(Stored items)

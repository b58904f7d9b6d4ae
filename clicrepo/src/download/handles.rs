//! Cancellation handles for in-flight fetches.
//!
//! Every running fetch owns a [`FetchHandle`] registered in a shared
//! [`HandleSet`]. Dropping the handle deregisters it, so the set's length is
//! always the number of fetches that have not yet resolved.

use std::collections::HashMap;
use std::sync::atomic::{AtomicU64, Ordering};
use std::sync::Arc;

use parking_lot::Mutex;
use tokio_util::sync::{CancellationToken, WaitForCancellationFuture};

/// Registry of cancellation tokens for the fetches currently in flight.
#[derive(Debug, Default)]
pub struct HandleSet {
    next_id: AtomicU64,
    active: Mutex<HashMap<u64, CancellationToken>>,
}

impl HandleSet {
    /// Create an empty registry.
    pub fn new() -> Self {
        Self::default()
    }

    /// Register a new handle whose token is a child of `parent`.
    ///
    /// If `parent` is already cancelled the handle starts out aborted.
    pub fn register(self: &Arc<Self>, parent: &CancellationToken) -> FetchHandle {
        let id = self.next_id.fetch_add(1, Ordering::Relaxed);
        let token = parent.child_token();
        self.active.lock().insert(id, token.clone());

        FetchHandle {
            id,
            token,
            set: Arc::clone(self),
        }
    }

    /// Number of handles that have not been dropped yet.
    pub fn active(&self) -> usize {
        self.active.lock().len()
    }

    /// Abort every registered handle.
    ///
    /// Safe to call at any time, including with no handles registered or
    /// with handles that were already aborted.
    pub fn abort_all(&self) -> usize {
        let active = self.active.lock();
        for token in active.values() {
            token.cancel();
        }
        active.len()
    }

    fn release(&self, id: u64) {
        self.active.lock().remove(&id);
    }
}

/// Cancel handle for one in-flight fetch.
#[derive(Debug)]
pub struct FetchHandle {
    id: u64,
    token: CancellationToken,
    set: Arc<HandleSet>,
}

impl FetchHandle {
    /// Abort this fetch.
    pub fn abort(&self) {
        self.token.cancel();
    }

    /// Whether this fetch has been aborted.
    pub fn is_aborted(&self) -> bool {
        self.token.is_cancelled()
    }

    /// Resolves once the fetch is aborted.
    pub fn aborted(&self) -> WaitForCancellationFuture<'_> {
        self.token.cancelled()
    }
}

impl Drop for FetchHandle {
    fn drop(&mut self) {
        self.set.release(self.id);
    }
}

#[cfg(test)]
mod tests {
    use super::*;

    #[test]
    fn test_register_and_drop() {
        let set = Arc::new(HandleSet::new());
        let parent = CancellationToken::new();

        let a = set.register(&parent);
        let b = set.register(&parent);
        assert_eq!(set.active(), 2);

        drop(a);
        assert_eq!(set.active(), 1);
        drop(b);
        assert_eq!(set.active(), 0);
    }

    #[test]
    fn test_abort_all_is_idempotent() {
        let set = Arc::new(HandleSet::new());
        assert_eq!(set.abort_all(), 0);

        let parent = CancellationToken::new();
        let handle = set.register(&parent);
        handle.abort();

        assert_eq!(set.abort_all(), 1);
        assert_eq!(set.abort_all(), 1);
        assert!(handle.is_aborted());
        assert!(!parent.is_cancelled());
    }

    #[test]
    fn test_cancelled_parent_aborts_new_handles() {
        let set = Arc::new(HandleSet::new());
        let parent = CancellationToken::new();
        parent.cancel();

        let handle = set.register(&parent);
        assert!(handle.is_aborted());
    }

    #[tokio::test]
    async fn test_aborted_future_resolves() {
        let set = Arc::new(HandleSet::new());
        let parent = CancellationToken::new();
        let handle = set.register(&parent);

        parent.cancel();
        handle.aborted().await;
        assert!(handle.is_aborted());
    }
}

- **What you should do**: In restating the data, begin at its first line, reproduce each line word for word, and conclude with the line that contains "let token = parent.child_token();".

- **Answer for this exercise**:
repository b58904f7d9b6d4ae
filename clicrepo/src/download/handles.rs
//! Cancellation handles for in-flight fetches.
//!
//! Every running fetch owns a [`FetchHandle`] registered in a shared
//! [`HandleSet`]. Dropping the handle deregisters it, so the set's length is
//! always the number of fetches that have not yet resolved.

use std::collections::HashMap;
use std::sync::atomic::{AtomicU64, Ordering};
use std::sync::Arc;

use parking_lot::Mutex;
use tokio_util::sync::{CancellationToken, WaitForCancellationFuture};

/// Registry of cancellation tokens for the fetches currently in flight.
#[derive(Debug, Default)]
pub struct HandleSet {
    next_id: AtomicU64,
    active: Mutex<HashMap<u64, CancellationToken>>,
}

impl HandleSet {
    /// Create an empty registry.
    pub fn new() -> Self {
        Self::default()
    }

    /// Register a new handle whose token is a child of `parent`.
    ///
    /// If `parent` is already cancelled the handle starts out aborted.
    pub fn register(self: &Arc<Self>, parent: &CancellationToken) -> FetchHandle {
        let id = self.next_id.fetch_add(1, Ordering::Relaxed);
        let token = parent.child_token();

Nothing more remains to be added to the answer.